Why, thank you kind sir. You have definitely set the standard. You have already given him wonderful advice. I just hate to see anyone be so miserable. I may not be an expert, but I think that he deserves to be happy.


----------



## Grendel (Aug 7, 2008)

Yes thank you both for all the advice and concern. Today was different. I skirted the issue of the other guy without admitting to snooping but it was addressed. She could tell that I was very concerned and brought it up willingly. We spoke to each other very calmly and I got alot off of my chest and she admitted to the text messaging. She also came clean that they did express feelings for each other at one point but that she shot it down b/c she new it was not in her best interests as well as his and mine. I feel like I can trust her as I am not getting the same feeling of secrecy that I had a few weeks back. Something about us has changed and something about the way she talks about us has changed. 

After this long talk we took a long drive (minus iPods) to one of our old favorite restaurants. We talked and laughed as we had in the past and things were going well. The night ended with us horsing around in the bed, not in a sexual way. I massaged her feet for a bit and then we called it a night. She was very appreciative and seemed to be edging on flirtatious. 

As I have said before, I have accepted that she is leaving and I am now helping her get her things in order. I have, for the most part, stopped allowing my negative emotions to rule the day. She seemed to appreciate it and I felt a little love again. I just hope that Im not being a 100% fool...

However, something has changed in me as well. Ever since this all began I have been feeling lost and crushed...but not so much any more.

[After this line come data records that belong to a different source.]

//! Core types for call logging

mod call;
mod category;
mod record;

pub use call::{simple_type_name, CallArgs, CallContext, TargetType};
pub(crate) use call::to_log_value;
pub use category::{Category, CategorySet};
pub use record::{Criticality, LogRecord, Severity};
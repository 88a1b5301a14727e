//! LLM access layer for diffscribe.
//!
//! [`OpenAi`] is the wire-level chat-completion backend; [`Llm`] wraps any
//! [`Backend`] with an in-process response cache and per-run counters.

pub mod client;
pub mod error;
pub mod model;
pub mod openai;
pub mod tokens;

pub use client::{Backend, Llm};
pub use error::LlmError;
pub use model::ModelKind;
pub use openai::OpenAi;
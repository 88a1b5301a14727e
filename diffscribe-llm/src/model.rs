//! Supported chat models and their context budgets.

/// A chat model diffscribe knows how to talk to.
#[derive(Debug, Clone, Copy, PartialEq, Eq, Default)]
pub enum ModelKind {
    #[default]
    Gpt35Turbo,
    Gpt4,
}

impl ModelKind {
    /// Wire name sent in the `model` field of a chat completion request.
    pub fn api_name(self) -> &'static str {
        match self {
            ModelKind::Gpt35Turbo => "gpt-3.5-turbo",
            ModelKind::Gpt4 => "gpt-4",
        }
    }

    /// Context-window limit in tokens. Requests above this are rejected by
    /// the API, so every budget decision in the summarizer compares against
    /// this number.
    pub fn max_tokens(self) -> usize {
        match self {
            ModelKind::Gpt35Turbo => 4097,
            ModelKind::Gpt4 => 8192,
        }
    }
}

#[cfg(test)]
mod tests {
    use super::*;

    #[test]
    fn wire_names_match_the_api() {
        assert_eq!(ModelKind::Gpt35Turbo.api_name(), "gpt-3.5-turbo");
        assert_eq!(ModelKind::Gpt4.api_name(), "gpt-4");
    }

    #[test]
    fn budgets_match_model_limits() {
        assert_eq!(ModelKind::Gpt35Turbo.max_tokens(), 4097);
        assert_eq!(ModelKind::Gpt4.max_tokens(), 8192);
    }
}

I still have to hold back a flood of hurt and confusion at every second of the day, but I can also see myself being able to get over this and moving forward with my life if the day comes. 

I plan on telling the family (parents and friends) soon after the test. Im not wanting to talk with them about it for many reasons but I have to. I am happy where I am right now emotionally and I know that telling them is going to rock the boat. Is there a good way to do this?


----------



## draconis (Oct 3, 2007)

Just say that you and her decided that it was best to end the marriage then hate each other. You both tried every way you could to save it before you called it quits. In the end you are an adult and they should respect your decision even if they don't agree with it.

I am glad to hear that you are in a better place. This will serve you well through this. It might make you a better person and a better husband in the future to someone.

I wish you all the luck.

draconis


----------



## Grendel (Aug 7, 2008)

Thank you Draconis.

On a different issue, I am starting to feel a real burning anger toward this other guy. However, he would have never been an issue if I had been the husband I was supposed to be. Im torn as to what I should do. He has an account on myspace and is labeled as a friend of my wife (as far as I know, but Im not sure b/c I have been kicked off of her myspace page). I want so bad to message him but I dont know if I should. Is this considered invasion of my wifes space? Also, if I do message him do I voice my anger, do I tell him how I feel for my wife, or do I tell him how much I wanna kick his ass :ezpi_wink1:

Really I am a peaceful guy that would prefer to avoid conflict and refrain from getting emotional, but I haven't been myself lately. Im quite ignorant of dealing with my emotions upfront (surprise surprise). Im learning to cope with them from you guys and my wife but somethings I still need help with them yet. Im trying to avoid discussing this guy with the wife b/c I want our last few days together to be solely about us. So what do yall think? Should I confront this guy and how? Would it really make me feel better?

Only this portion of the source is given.